**Problem to solve**
Scan the records for the string "TransferFlags"; copy each line where it occurs.

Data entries
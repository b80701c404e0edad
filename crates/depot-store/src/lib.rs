//! Local collaborators of the promotion engine and proxy.
//!
//! `FileContentManager` reads and writes artifact bytes under a `StoreLayout`,
//! resolving remote stores through a `RemoteFetcher` and groups through their
//! constituents. `FileStoreRegistry` holds store definitions in a JSON
//! document. `StandardPathClassifier` recognises metadata and checksum paths,
//! and `MemoryNotFoundCache` remembers recent misses.

pub mod content;
pub mod fetch;
pub mod layout;
pub mod nfc;
pub mod registry;
pub mod special;

pub use content::{ContentAccess, FileContentManager, Retrieved, TransferFlags};
pub use fetch::RemoteFetcher;
pub use layout::{StoreLayout, STORE_FORMAT_VERSION};
pub use nfc::{MemoryNotFoundCache, NotFoundCache};
pub use registry::{FileStoreRegistry, RegistryLock, StoreRegistry};
pub use special::{SpecialPathClassifier, SpecialPathInfo, StandardPathClassifier};

use depot_model::StoreKey;
use std::path::Path;
use thiserror::Error;

/// Fsync a directory so that a preceding `rename()` is durable.
pub(crate) fn fsync_dir(dir: &Path) -> Result<(), std::io::Error> {
    let f = std::fs::File::open(dir)?;
    f.sync_all()
}

#[derive(Debug, Error)]
pub enum StoreError {
    #[error("store I/O error: {0}")]
    Io(#[from] std::io::Error),
    #[error("serialization error: {0}")]
    Serialization(#[from] serde_json::Error),
    #[error("no such store: {0}")]
    StoreNotFound(StoreKey),
    #[error("store {0} is read-only")]
    ReadOnly(StoreKey),
    #[error("cannot write into group store {0}")]
    GroupWrite(StoreKey),
    #[error("invalid path '{0}'")]
    InvalidPath(String),
    #[error("remote fetch failed: {0}")]
    Remote(String),
    #[error("lock acquisition failed: {0}")]
    LockFailed(String),
    #[error("store format version mismatch: expected {expected}, found {found}")]
    VersionMismatch { expected: u32, found: u32 },
}

#[cfg(test)]
mod tests {
    use super::*;

    #[test]
    fn store_error_display_read_only() {
        let e = StoreError::ReadOnly(StoreKey::hosted("maven", "releases"));
        assert!(e.to_string().contains("maven:hosted:releases"));
    }

    #[test]
    fn store_error_display_invalid_path() {
        let e = StoreError::InvalidPath("../etc/passwd".to_owned());
        assert!(e.to_string().contains("../etc/passwd"));
    }

    #[test]
    fn store_error_display_version_mismatch() {
        let e = StoreError::VersionMismatch {
            expected: 1,
            found: 7,
        };
        let msg = e.to_string();
        assert!(msg.contains('1'));
        assert!(msg.contains('7'));
    }

    #[test]
    fn store_error_display_lock_failed() {
        let e = StoreError::LockFailed("registry lock poisoned".to_owned());
        assert!(e.to_string().contains("poisoned"));
    }
}
use depot_model::CallbackTarget;
use depot_remote::{is_success, CallbackTransport};
use serde::Serialize;
use std::sync::atomic::{AtomicUsize, Ordering};
use std::sync::Arc;
use std::time::Duration;
use tracing::{debug, info, warn};

/// Delivers promotion results to callback URLs.
///
/// The first attempt is made inline. If it fails the body is stashed in a
/// background task that retries with exponential backoff
/// (`backoff * 2^attempt`) up to `retry_limit` times, then drops it.
#[derive(Clone)]
pub struct CallbackNotifier {
    transport: Arc<dyn CallbackTransport>,
    retry_limit: u32,
    backoff: Duration,
    pending: Arc<AtomicUsize>,
}

impl CallbackNotifier {
    pub fn new(transport: Arc<dyn CallbackTransport>, retry_limit: u32, backoff: Duration) -> Self {
        Self {
            transport,
            retry_limit,
            backoff,
            pending: Arc::new(AtomicUsize::new(0)),
        }
    }

    /// Returns whether the first attempt was accepted with a 2xx.
    pub async fn notify<T: Serialize>(&self, target: &CallbackTarget, body: &T) -> bool {
        let body = match serde_json::to_vec(body) {
            Ok(body) => Arc::new(body),
            Err(e) => {
                warn!("cannot encode callback body for {}: {e}", target.url);
                return false;
            }
        };
        if self.attempt(target, &body).await {
            return true;
        }
        if self.retry_limit > 0 {
            self.stash(target.clone(), body);
        }
        false
    }

    /// Callbacks waiting for a retry.
    pub fn pending_retries(&self) -> usize {
        self.pending.load(Ordering::SeqCst)
    }

    async fn attempt(&self, target: &CallbackTarget, body: &Arc<Vec<u8>>) -> bool {
        let transport = Arc::clone(&self.transport);
        let owned_target = target.clone();
        let owned_body = Arc::clone(body);
        let sent = tokio::task::spawn_blocking(move || transport.send(&owned_target, &owned_body)).await;
        match sent {
            Ok(Ok(status)) if is_success(status) => {
                debug!("callback to {} answered {status}", target.url);
                true
            }
            Ok(Ok(status)) => {
                warn!("callback to {} answered {status}", target.url);
                false
            }
            Ok(Err(e)) => {
                warn!("callback to {} failed: {e}", target.url);
                false
            }
            Err(e) => {
                warn!("callback task for {} failed: {e}", target.url);
                false
            }
        }
    }

    fn stash(&self, target: CallbackTarget, body: Arc<Vec<u8>>) {
        self.pending.fetch_add(1, Ordering::SeqCst);
        let this = self.clone();
        tokio::spawn(async move {
            let mut delivered = false;
            for attempt in 0..this.retry_limit {
                let delay = this.backoff.saturating_mul(2u32.saturating_pow(attempt));
                tokio::time::sleep(delay).await;
                if this.attempt(&target, &body).await {
                    info!("callback to {} delivered after {} retries", target.url, attempt + 1);
                    delivered = true;
                    break;
                }
            }
            if !delivered {
                warn!(
                    "dropping callback to {} after {} retries",
                    target.url, this.retry_limit
                );
            }
            this.pending.fetch_sub(1, Ordering::SeqCst);
        });
    }
}
use crate::config::RuleSet;
use crate::PromoteError;
use depot_model::{
    ArtifactStore, GroupPromoteRequest, PathsPromoteRequest, StoreKey, ValidationResult,
};
use depot_store::{ContentAccess, StoreRegistry};
use std::io::Read;
use std::sync::Arc;
use tracing::debug;

pub const NO_SNAPSHOTS: &str = "no-snapshots";
pub const NO_PRE_EXISTING_PATHS: &str = "no-pre-existing-paths";
pub const PARSABLE_POM: &str = "parsable-pom";

/// Business-rule check run before any promotion side effect.
///
/// A returned [`ValidationResult`] with `valid == false` rejects the
/// promotion; an `Err` is a hard failure (bad rule set, unreadable content).
pub trait PromotionValidator: Send + Sync {
    fn validate_paths(
        &self,
        request: &PathsPromoteRequest,
        candidates: &[String],
    ) -> Result<ValidationResult, PromoteError>;

    fn validate_group(&self, request: &GroupPromoteRequest) -> Result<ValidationResult, PromoteError>;
}

/// Accepts everything.
#[derive(Debug, Default, Clone, Copy)]
pub struct NoopValidator;

impl PromotionValidator for NoopValidator {
    fn validate_paths(
        &self,
        _request: &PathsPromoteRequest,
        _candidates: &[String],
    ) -> Result<ValidationResult, PromoteError> {
        Ok(ValidationResult::passed(None))
    }

    fn validate_group(&self, _request: &GroupPromoteRequest) -> Result<ValidationResult, PromoteError> {
        Ok(ValidationResult::passed(None))
    }
}

/// Applies the first configured [`RuleSet`] whose pattern matches the
/// promotion target.
pub struct RuleSetValidator {
    rule_sets: Vec<RuleSet>,
    registry: Arc<dyn StoreRegistry>,
    content: Arc<dyn ContentAccess>,
    base_url: Option<String>,
}

struct Subject<'a> {
    source: &'a ArtifactStore,
    target: &'a ArtifactStore,
    paths: &'a [String],
}

impl RuleSetValidator {
    pub fn new(
        rule_sets: Vec<RuleSet>,
        registry: Arc<dyn StoreRegistry>,
        content: Arc<dyn ContentAccess>,
    ) -> Self {
        Self {
            rule_sets,
            registry,
            content,
            base_url: None,
        }
    }

    #[must_use]
    pub fn with_base_url(mut self, base_url: Option<String>) -> Self {
        self.base_url = base_url;
        self
    }

    fn rule_set_for(&self, target: &StoreKey) -> Option<&RuleSet> {
        let key = target.to_string();
        self.rule_sets
            .iter()
            .find(|rs| rs.store_key_pattern == "*" || rs.store_key_pattern == key)
    }

    fn store(&self, key: &StoreKey) -> Result<ArtifactStore, PromoteError> {
        self.registry
            .get(key)?
            .ok_or_else(|| PromoteError::Validation(format!("no such store: {key}")))
    }

    fn run(&self, rule_set: &RuleSet, subject: &Subject<'_>) -> Result<ValidationResult, PromoteError> {
        let mut result = ValidationResult::passed(Some(rule_set.name.clone()));
        for rule in &rule_set.rules {
            let offending = match rule.as_str() {
                NO_SNAPSHOTS => subject
                    .paths
                    .iter()
                    .filter(|p| p.contains("-SNAPSHOT"))
                    .cloned()
                    .collect::<Vec<_>>(),
                NO_PRE_EXISTING_PATHS => {
                    let mut found = Vec::new();
                    for path in subject.paths {
                        if self.content.exists(subject.target, path)? {
                            found.push(path.clone());
                        }
                    }
                    found
                }
                PARSABLE_POM => {
                    let mut bad = Vec::new();
                    for path in subject.paths.iter().filter(|p| p.ends_with(".pom")) {
                        if !self.looks_like_pom(subject.source, path)? {
                            bad.push(path.clone());
                        }
                    }
                    bad
                }
                other => {
                    return Err(PromoteError::Validation(format!(
                        "rule set '{}' names unknown rule '{other}'",
                        rule_set.name
                    )));
                }
            };
            if !offending.is_empty() {
                debug!("rule {rule} rejected {} path(s)", offending.len());
                result.add_error(rule.as_str(), offending.join(", "));
            }
        }
        if let Some(base) = &self.base_url {
            debug!("validated against {base} with rule set {}", rule_set.name);
        }
        Ok(result)
    }

    fn looks_like_pom(&self, store: &ArtifactStore, path: &str) -> Result<bool, PromoteError> {
        if !self.content.exists(store, path)? {
            return Ok(true);
        }
        let mut body = String::new();
        self.content
            .open_read(store, path)?
            .read_to_string(&mut body)
            .map_err(|e| PromoteError::Validation(format!("cannot read {path}: {e}")))?;
        Ok(body.contains("<project"))
    }
}

impl PromotionValidator for RuleSetValidator {
    fn validate_paths(
        &self,
        request: &PathsPromoteRequest,
        candidates: &[String],
    ) -> Result<ValidationResult, PromoteError> {
        let Some(rule_set) = self.rule_set_for(&request.target) else {
            return Ok(ValidationResult::passed(None));
        };
        let source = self.store(&request.source)?;
        let target = self.store(&request.target)?;
        self.run(
            rule_set,
            &Subject {
                source: &source,
                target: &target,
                paths: candidates,
            },
        )
    }

    fn validate_group(&self, request: &GroupPromoteRequest) -> Result<ValidationResult, PromoteError> {
        let target_key = request.target_key();
        let Some(rule_set) = self.rule_set_for(&target_key) else {
            return Ok(ValidationResult::passed(None));
        };
        let source = self.store(&request.source)?;
        let target = self.store(&target_key)?;
        let paths = self.content.list_recursive(&source, "")?;
        self.run(
            rule_set,
            &Subject {
                source: &source,
                target: &target,
                paths: &paths,
            },
        )
    }
}

#[cfg(test)]
mod tests {
    use super::*;
    use depot_model::ChangeSummary;
    use depot_store::{FileContentManager, FileStoreRegistry, MemoryNotFoundCache, StoreLayout, TransferFlags};

    struct Fixture {
        _dir: tempfile::TempDir,
        registry: Arc<FileStoreRegistry>,
        content: Arc<FileContentManager>,
        source: ArtifactStore,
        target: ArtifactStore,
    }

    fn fixture() -> Fixture {
        let dir = tempfile::tempdir().unwrap();
        let layout = StoreLayout::new(dir.path());
        layout.initialize().unwrap();
        let registry = Arc::new(FileStoreRegistry::open(layout.clone()).unwrap());
        let content = Arc::new(FileContentManager::new(
            layout,
            registry.clone(),
            Arc::new(MemoryNotFoundCache::new()),
        ));
        let source = ArtifactStore::hosted(StoreKey::hosted("maven", "build"));
        let target = ArtifactStore::hosted(StoreKey::hosted("maven", "releases"));
        let summary = ChangeSummary::system("test");
        registry.save(source.clone(), &summary).unwrap();
        registry.save(target.clone(), &summary).unwrap();
        Fixture {
            _dir: dir,
            registry,
            content,
            source,
            target,
        }
    }

    fn validator(fx: &Fixture, pattern: &str, rules: &[&str]) -> RuleSetValidator {
        RuleSetValidator::new(
            vec![RuleSet {
                name: "releases".to_owned(),
                store_key_pattern: pattern.to_owned(),
                rules: rules.iter().map(|r| (*r).to_owned()).collect(),
            }],
            fx.registry.clone(),
            fx.content.clone(),
        )
    }

    fn put(fx: &Fixture, store: &ArtifactStore, path: &str, body: &[u8]) {
        fx.content
            .store(store, path, &mut &body[..], TransferFlags::default())
            .unwrap();
    }

    fn request(fx: &Fixture) -> PathsPromoteRequest {
        PathsPromoteRequest::new(fx.source.key.clone(), fx.target.key.clone())
    }

    #[test]
    fn unmatched_target_passes() {
        let fx = fixture();
        let v = validator(&fx, "maven:hosted:other", &[NO_SNAPSHOTS]);
        let result = v
            .validate_paths(&request(&fx), &["a-SNAPSHOT.jar".to_owned()])
            .unwrap();
        assert!(result.valid);
        assert!(result.rule_set.is_none());
    }

    #[test]
    fn snapshots_rejected() {
        let fx = fixture();
        let v = validator(&fx, "maven:hosted:releases", &[NO_SNAPSHOTS]);
        let result = v
            .validate_paths(
                &request(&fx),
                &["a/1.0/a.jar".to_owned(), "a/1.1-SNAPSHOT/a-1.1-SNAPSHOT.jar".to_owned()],
            )
            .unwrap();
        assert!(!result.valid);
        assert_eq!(result.rule_set.as_deref(), Some("releases"));
        assert!(result.validator_errors[NO_SNAPSHOTS].contains("1.1-SNAPSHOT"));
    }

    #[test]
    fn pre_existing_paths_rejected() {
        let fx = fixture();
        put(&fx, &fx.target, "a/1.0/a.jar", b"old");
        let v = validator(&fx, "*", &[NO_PRE_EXISTING_PATHS]);
        let result = v
            .validate_paths(&request(&fx), &["a/1.0/a.jar".to_owned(), "b.jar".to_owned()])
            .unwrap();
        assert!(!result.valid);
        assert_eq!(result.validator_errors[NO_PRE_EXISTING_PATHS], "a/1.0/a.jar");
    }

    #[test]
    fn unparsable_pom_rejected() {
        let fx = fixture();
        put(&fx, &fx.source, "a/1.0/a.pom", b"<project><modelVersion/></project>");
        put(&fx, &fx.source, "b/1.0/b.pom", b"garbage");
        let v = validator(&fx, "*", &[PARSABLE_POM]);
        let result = v
            .validate_paths(
                &request(&fx),
                &["a/1.0/a.pom".to_owned(), "b/1.0/b.pom".to_owned()],
            )
            .unwrap();
        assert_eq!(result.validator_errors[PARSABLE_POM], "b/1.0/b.pom");
    }

    #[test]
    fn unknown_rule_is_a_hard_failure() {
        let fx = fixture();
        let v = validator(&fx, "*", &["no-such-rule"]);
        assert!(matches!(
            v.validate_paths(&request(&fx), &["x".to_owned()]),
            Err(PromoteError::Validation(_))
        ));
    }

    #[test]
    fn group_validation_lists_source_contents() {
        let fx = fixture();
        let group = ArtifactStore::group(StoreKey::group("maven", "public"), vec![]);
        fx.registry
            .save(group, &ChangeSummary::system("test"))
            .unwrap();
        put(&fx, &fx.source, "a/1.0-SNAPSHOT/a.jar", b"x");
        let v = validator(&fx, "maven:group:public", &[NO_SNAPSHOTS]);
        let req = GroupPromoteRequest::new(fx.source.key.clone(), "public");
        assert!(!v.validate_group(&req).unwrap().valid);
    }
}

**Solved problem**
pub use content::{ContentAccess, FileContentManager, Retrieved, TransferFlags};
    use depot_store::{FileContentManager, FileStoreRegistry, MemoryNotFoundCache, StoreLayout, TransferFlags};
            .store(store, path, &mut &body[..], TransferFlags::default())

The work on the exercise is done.